→ Activity
Give the records back in full, exactly as they read.

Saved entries
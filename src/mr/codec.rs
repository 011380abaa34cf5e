//! The record format shared by map output, reduce input and reduce output:
//! one JSON object per line.

use std::path::{Path, PathBuf};
use std::sync::atomic::{AtomicU64, Ordering};

use anyhow::Context as _;
use tokio::fs::File;
use tokio::io::{AsyncBufReadExt as _, AsyncWrite, AsyncWriteExt as _, BufReader, BufWriter};

use super::KeyValue;

pub struct RecordWriter<W> {
    out: W,
    buf: Vec<u8>,
}

impl<W: AsyncWrite + Unpin> RecordWriter<W> {
    pub fn new(out: W) -> Self {
        RecordWriter { out, buf: Vec::new() }
    }

    pub async fn write(&mut self, kv: &KeyValue) -> Result<(), anyhow::Error> {
        self.buf.clear();
        serde_json::to_writer(&mut self.buf, kv)?;
        self.buf.push(b'\n');
        self.out.write_all(&self.buf).await?;
        Ok(())
    }

    pub async fn finish(mut self) -> Result<W, anyhow::Error> {
        self.out.flush().await?;
        Ok(self.out)
    }
}

/// Records decoded from one file.
#[derive(Debug, Default)]
pub struct Decoded {
    pub records: Vec<KeyValue>,
    /// Lines that were not a valid record.
    pub skipped: usize,
}

/// Decodes every record of `path` until end of file.
///
/// A malformed line is counted in [`Decoded::skipped`] and decoding goes on
/// with the next line. Only failing to open or read the file is an error.
pub async fn read_records(path: &Path) -> Result<Decoded, anyhow::Error> {
    let file = File::open(path).await
        .with_context(|| format!("open {}", path.display()))?;
    let mut reader = BufReader::new(file);
    let mut decoded = Decoded::default();
    let mut line = Vec::new();
    loop {
        line.clear();
        let n = reader.read_until(b'\n', &mut line).await
            .with_context(|| format!("read {}", path.display()))?;
        if n == 0 {
            break;
        }
        let trimmed = line.trim_ascii();
        if trimmed.is_empty() {
            continue;
        }
        match serde_json::from_slice::<KeyValue>(trimmed) {
            Ok(kv) => decoded.records.push(kv),
            Err(e) => {
                log::debug!("bad record in {}: {}", path.display(), e);
                decoded.skipped += 1;
            }
        }
    }
    Ok(decoded)
}

static TMP_SEQ: AtomicU64 = AtomicU64::new(0);

/// A record file that only appears under its final name once complete.
///
/// Records go to a uniquely named sibling which [`AtomicRecordFile::commit`]
/// renames over the target. Two attempts writing the same target each rename
/// a complete file; the last rename wins.
pub struct AtomicRecordFile {
    path: PathBuf,
    pending: Option<(PathBuf, RecordWriter<BufWriter<File>>)>,
}

impl AtomicRecordFile {
    pub async fn create(path: &Path) -> Result<Self, anyhow::Error> {
        let file_name = path.file_name()
            .ok_or_else(|| anyhow::anyhow!("not a file path: {}", path.display()))?;
        let mut tmp_name = file_name.to_os_string();
        tmp_name.push(format!(".tmp-{}-{}", std::process::id(), TMP_SEQ.fetch_add(1, Ordering::Relaxed)));
        let tmp = path.with_file_name(tmp_name);
        let file = File::create(&tmp).await
            .with_context(|| format!("create {}", tmp.display()))?;
        Ok(AtomicRecordFile {
            path: path.to_path_buf(),
            pending: Some((tmp, RecordWriter::new(BufWriter::new(file)))),
        })
    }

    pub async fn write(&mut self, kv: &KeyValue) -> Result<(), anyhow::Error> {
        let Some((_, writer)) = self.pending.as_mut() else {
            anyhow::bail!("{} already committed", self.path.display());
        };
        writer.write(kv).await
            .with_context(|| format!("write {}", self.path.display()))
    }

    pub async fn commit(mut self) -> Result<(), anyhow::Error> {
        let Some((tmp, writer)) = self.pending.take() else {
            return Ok(());
        };
        let result = async {
            let file = writer.finish().await?.into_inner();
            file.sync_all().await?;
            drop(file);
            tokio::fs::rename(&tmp, &self.path).await?;
            Ok::<_, anyhow::Error>(())
        }.await;
        if result.is_err() {
            let _ = tokio::fs::remove_file(&tmp).await;
        }
        result.with_context(|| format!("commit {}", self.path.display()))
    }
}

impl Drop for AtomicRecordFile {
    fn drop(&mut self) {
        // never committed: the partial file must not linger
        if let Some((tmp, _)) = self.pending.take() {
            let _ = std::fs::remove_file(tmp);
        }
    }
}

/// Writes `records` to `path` through an [`AtomicRecordFile`].
pub async fn write_records<'a, I>(path: &Path, records: I) -> Result<(), anyhow::Error>
where
    I: IntoIterator<Item = &'a KeyValue>,
{
    let mut out = AtomicRecordFile::create(path).await?;
    for kv in records {
        out.write(kv).await?;
    }
    out.commit().await
}

#[cfg(test)]
mod tests {
    use super::*;

    #[tokio::test]
    async fn records_read_back_as_written() {
        let dir = tempfile::tempdir().unwrap();
        let path = dir.path().join("records");
        let written = vec![
            KeyValue::new("a", "1"),
            KeyValue::new("b", "two words"),
            KeyValue::new("a", "1"),
            KeyValue::new("line\nbreak", "{\"json\": true}"),
            KeyValue::new("", ""),
        ];
        write_records(&path, &written).await.unwrap();

        let decoded = read_records(&path).await.unwrap();
        assert_eq!(decoded.skipped, 0);
        let mut got = decoded.records;
        let mut want = written;
        got.sort_by(|x, y| (&x.key, &x.value).cmp(&(&y.key, &y.value)));
        want.sort_by(|x, y| (&x.key, &x.value).cmp(&(&y.key, &y.value)));
        assert_eq!(got, want);
    }

    #[tokio::test]
    async fn malformed_lines_are_skipped() {
        let dir = tempfile::tempdir().unwrap();
        let path = dir.path().join("records");
        let contents = concat!(
            "{\"key\":\"a\",\"value\":\"1\"}\n",
            "not json at all\n",
            "\n",
            "{\"key\":\"b\"}\n",
            "{\"key\":\"c\",\"value\":\"3\"}",
        );
        tokio::fs::write(&path, contents).await.unwrap();

        let decoded = read_records(&path).await.unwrap();
        assert_eq!(decoded.records, vec![KeyValue::new("a", "1"), KeyValue::new("c", "3")]);
        assert_eq!(decoded.skipped, 2);
    }

    #[tokio::test]
    async fn missing_file_is_an_error() {
        let dir = tempfile::tempdir().unwrap();
        assert!(read_records(&dir.path().join("nope")).await.is_err());
    }

    #[tokio::test]
    async fn target_appears_only_on_commit() {
        let dir = tempfile::tempdir().unwrap();
        let path = dir.path().join("out");
        let mut out = AtomicRecordFile::create(&path).await.unwrap();
        out.write(&KeyValue::new("k", "v")).await.unwrap();
        assert!(!path.exists());
        out.commit().await.unwrap();
        assert!(path.exists());
        assert_eq!(std::fs::read_dir(dir.path()).unwrap().count(), 1);
    }

    #[tokio::test]
    async fn abandoned_file_leaves_nothing_behind() {
        let dir = tempfile::tempdir().unwrap();
        let path = dir.path().join("out");
        let mut out = AtomicRecordFile::create(&path).await.unwrap();
        out.write(&KeyValue::new("k", "v")).await.unwrap();
        drop(out);
        assert_eq!(std::fs::read_dir(dir.path()).unwrap().count(), 0);
    }
}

→ Solution
filename src/mr/codec.rs
repository 011380abaa34cf5e
//! The record format shared by map output, reduce input and reduce output:
//! one JSON object per line.

use std::path::{Path, PathBuf};
use std::sync::atomic::{AtomicU64, Ordering};

use anyhow::Context as _;
use tokio::fs::File;
use tokio::io::{AsyncBufReadExt as _, AsyncWrite, AsyncWriteExt as _, BufReader, BufWriter};

use super::KeyValue;

pub struct RecordWriter<W> {
    out: W,
    buf: Vec<u8>,
}

impl<W: AsyncWrite + Unpin> RecordWriter<W> {
    pub fn new(out: W) -> Self {
        RecordWriter { out, buf: Vec::new() }
    }

    pub async fn write(&mut self, kv: &KeyValue) -> Result<(), anyhow::Error> {
        self.buf.clear();
        serde_json::to_writer(&mut self.buf, kv)?;
        self.buf.push(b'\n');
        self.out.write_all(&self.buf).await?;
        Ok(())
    }

    pub async fn finish(mut self) -> Result<W, anyhow::Error> {
        self.out.flush().await?;
        Ok(self.out)
    }
}

/// Records decoded from one file.
#[derive(Debug, Default)]
pub struct Decoded {
    pub records: Vec<KeyValue>,
    /// Lines that were not a valid record.
    pub skipped: usize,
}

/// Decodes every record of `path` until end of file.
///
/// A malformed line is counted in [`Decoded::skipped`] and decoding goes on
/// with the next line. Only failing to open or read the file is an error.
pub async fn read_records(path: &Path) -> Result<Decoded, anyhow::Error> {
    let file = File::open(path).await
        .with_context(|| format!("open {}", path.display()))?;
    let mut reader = BufReader::new(file);
    let mut decoded = Decoded::default();
    let mut line = Vec::new();
    loop {
        line.clear();
        let n = reader.read_until(b'\n', &mut line).await
            .with_context(|| format!("read {}", path.display()))?;
        if n == 0 {
            break;
        }
        let trimmed = line.trim_ascii();
        if trimmed.is_empty() {
            continue;
        }
        match serde_json::from_slice::<KeyValue>(trimmed) {
            Ok(kv) => decoded.records.push(kv),
            Err(e) => {
                log::debug!("bad record in {}: {}", path.display(), e);
                decoded.skipped += 1;
            }
        }
    }
    Ok(decoded)
}

static TMP_SEQ: AtomicU64 = AtomicU64::new(0);

/// A record file that only appears under its final name once complete.
///
/// Records go to a uniquely named sibling which [`AtomicRecordFile::commit`]
/// renames over the target. Two attempts writing the same target each rename
/// a complete file; the last rename wins.
pub struct AtomicRecordFile {
    path: PathBuf,
    pending: Option<(PathBuf, RecordWriter<BufWriter<File>>)>,
}

impl AtomicRecordFile {
    pub async fn create(path: &Path) -> Result<Self, anyhow::Error> {
        let file_name = path.file_name()
            .ok_or_else(|| anyhow::anyhow!("not a file path: {}", path.display()))?;
        let mut tmp_name = file_name.to_os_string();
        tmp_name.push(format!(".tmp-{}-{}", std::process::id(), TMP_SEQ.fetch_add(1, Ordering::Relaxed)));
        let tmp = path.with_file_name(tmp_name);
        let file = File::create(&tmp).await
            .with_context(|| format!("create {}", tmp.display()))?;
        Ok(AtomicRecordFile {
            path: path.to_path_buf(),
            pending: Some((tmp, RecordWriter::new(BufWriter::new(file)))),
        })
    }

    pub async fn write(&mut self, kv: &KeyValue) -> Result<(), anyhow::Error> {
        let Some((_, writer)) = self.pending.as_mut() else {
            anyhow::bail!("{} already committed", self.path.display());
        };
        writer.write(kv).await
            .with_context(|| format!("write {}", self.path.display()))
    }

    pub async fn commit(mut self) -> Result<(), anyhow::Error> {
        let Some((tmp, writer)) = self.pending.take() else {
            return Ok(());
        };
        let result = async {
            let file = writer.finish().await?.into_inner();
            file.sync_all().await?;
            drop(file);
            tokio::fs::rename(&tmp, &self.path).await?;
            Ok::<_, anyhow::Error>(())
        }.await;
        if result.is_err() {
            let _ = tokio::fs::remove_file(&tmp).await;
        }
        result.with_context(|| format!("commit {}", self.path.display()))
    }
}

impl Drop for AtomicRecordFile {
    fn drop(&mut self) {
        // never committed: the partial file must not linger
        if let Some((tmp, _)) = self.pending.take() {
            let _ = std::fs::remove_file(tmp);
        }
    }
}

/// Writes `records` to `path` through an [`AtomicRecordFile`].
pub async fn write_records<'a, I>(path: &Path, records: I) -> Result<(), anyhow::Error>
where
    I: IntoIterator<Item = &'a KeyValue>,
{
    let mut out = AtomicRecordFile::create(path).await?;
    for kv in records {
        out.write(kv).await?;
    }
    out.commit().await
}

#[cfg(test)]
mod tests {
    use super::*;

    #[tokio::test]
    async fn records_read_back_as_written() {
        let dir = tempfile::tempdir().unwrap();
        let path = dir.path().join("records");
        let written = vec![
            KeyValue::new("a", "1"),
            KeyValue::new("b", "two words"),
            KeyValue::new("a", "1"),
            KeyValue::new("line\nbreak", "{\"json\": true}"),
            KeyValue::new("", ""),
        ];
        write_records(&path, &written).await.unwrap();

        let decoded = read_records(&path).await.unwrap();
        assert_eq!(decoded.skipped, 0);
        let mut got = decoded.records;
        let mut want = written;
        got.sort_by(|x, y| (&x.key, &x.value).cmp(&(&y.key, &y.value)));
        want.sort_by(|x, y| (&x.key, &x.value).cmp(&(&y.key, &y.value)));
        assert_eq!(got, want);
    }

    #[tokio::test]
    async fn malformed_lines_are_skipped() {
        let dir = tempfile::tempdir().unwrap();
        let path = dir.path().join("records");
        let contents = concat!(
            "{\"key\":\"a\",\"value\":\"1\"}\n",
            "not json at all\n",
            "\n",
            "{\"key\":\"b\"}\n",
            "{\"key\":\"c\",\"value\":\"3\"}",
        );
        tokio::fs::write(&path, contents).await.unwrap();

        let decoded = read_records(&path).await.unwrap();
        assert_eq!(decoded.records, vec![KeyValue::new("a", "1"), KeyValue::new("c", "3")]);
        assert_eq!(decoded.skipped, 2);
    }

    #[tokio::test]
    async fn missing_file_is_an_error() {
        let dir = tempfile::tempdir().unwrap();
        assert!(read_records(&dir.path().join("nope")).await.is_err());
    }

    #[tokio::test]
    async fn target_appears_only_on_commit() {
        let dir = tempfile::tempdir().unwrap();
        let path = dir.path().join("out");
        let mut out = AtomicRecordFile::create(&path).await.unwrap();
        out.write(&KeyValue::new("k", "v")).await.unwrap();
        assert!(!path.exists());
        out.commit().await.unwrap();
        assert!(path.exists());
        assert_eq!(std::fs::read_dir(dir.path()).unwrap().count(), 1);
    }

    #[tokio::test]
    async fn abandoned_file_leaves_nothing_behind() {
        let dir = tempfile::tempdir().unwrap();
        let path = dir.path().join("out");
        let mut out = AtomicRecordFile::create(&path).await.unwrap();
        out.write(&KeyValue::new("k", "v")).await.unwrap();
        drop(out);
        assert_eq!(std::fs::read_dir(dir.path()).unwrap().count(), 0);
    }
}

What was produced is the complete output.